As a precaution, you may want to monitor your credit by obtaining a copy of your credit report from one of the three national credit bureaus. Federal law entitles every individual to one free credit report per year from each of the three main bureaus.
Awesome. Just when things were starting to go your way, now you have to worry about some Uber driver who was just laid off possibly knowing who you are, where you live, and the nine most precious digits you own. First, your job was taken from you. Now potentially your identity.
Anyway, Deloitte said it would offer free credit monitoring services to all PUA applicants in Ohio for a year.
But Ohioans aren’t alone. Data breaches also occurred last week in the PUA systems in Illinois and Colorado, exposing the personal information of thousands of claimants. And what’s the common link? Deloitte, of course.
In Illinois, nearly 32,500 PUA applicants had their personal information available for all to see for a short time, according to IllinoisPolicy.org. A small business owner from downstate Illinois, who was on the unemployment site to receive assistance herself, noticed people’s exposed data on May 15 and contacted her local state representative, who then alerted the governor’s office.
In April, Deloitte Consulting was awarded a $22 million no-bid contract (emphasis added because why not bid out a project with this much importance?) by the state of Illinois to build the new PUA claims system and to manage a call center, according to IllinoisPolicy.org.

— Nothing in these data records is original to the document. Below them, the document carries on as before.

//! 日志初始化：支持 `RUST_LOG` 覆盖，默认 info。

use tracing_subscriber::{EnvFilter, layer::SubscriberExt, util::SubscriberInitExt};

const DEFAULT_FILTER: &str = "info,hyper=warn,reqwest=warn";

/// 初始化 tracing 日志订阅与默认过滤规则。
pub fn init_logging() {
    let env_filter =
        EnvFilter::try_from_default_env().unwrap_or_else(|_| EnvFilter::new(DEFAULT_FILTER));
    tracing_subscriber::registry()
        .with(env_filter)
        .with(tracing_subscriber::fmt::layer().with_target(false))
        .init();
}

During his daily COVID-19 press briefing on May 18, Illinois Gov. JB Pritzker threw Deloitte under the bus, essentially saying they built the system, they are responsible for the data breach. In a statement to CBS 2 News in Chicago, Deloitte tried to douse the fire:
We are deeply committed to protecting the personal information of our clients and the people they serve. A unique circumstance enabled one Pandemic Unemployment Assistance claimant in Illinois to intermittently access a restricted page on the state’s website. Within an hour of learning of this issue, we identified the cause and stopped the unauthorized access to prevent additional occurrences. The only person to inadvertently access the restricted page is the one who reported it. Out of an abundance of caution, we are providing credit monitoring to those potentially impacted by this issue.
In Colorado, claimants’ personal information on that state’s PUA system was exposed for nearly TWO WEEKS, according to the Colorado Sun:
Deloitte, which provides similar technology to other states, mistakenly gave users privileged functions beyond the role of a regular claimant. It allowed users to search and potentially see another claimant’s “correspondence,” which could include a name and Social Security number.
The search function was enabled from May 2 to May 15, at which time Deloitte discovered the problem and blocked it from occurring again. The company told the state that according to its logs, during the two-week period only six people saw the searchable screens.
All six people have been contacted. There is no evidence that those users searched other accounts, according to the vendor’s logs.
The 72,000 people in Colorado’s PUA system were offered 12 months of free credit monitoring by Deloitte.
Fortunately, as of right now, all three of these data breaches haven’t turned out to be a horrible nightmare for the unemployed workers whose names, addresses, and SSNs were accidentally exposed, but it still has to be pretty nerve-wracking for them.
Between these three PUA system data breaches and the pile of junk it built to handle unemployment claims in the state of Florida, Deloitte Consulting’s reputation must be taking a bit of a hit, right? But don’t worry, Uncle D. will again be ranked among the top consulting firms to work for in the U.S. because of the culture, people, work/life balance, or whatever.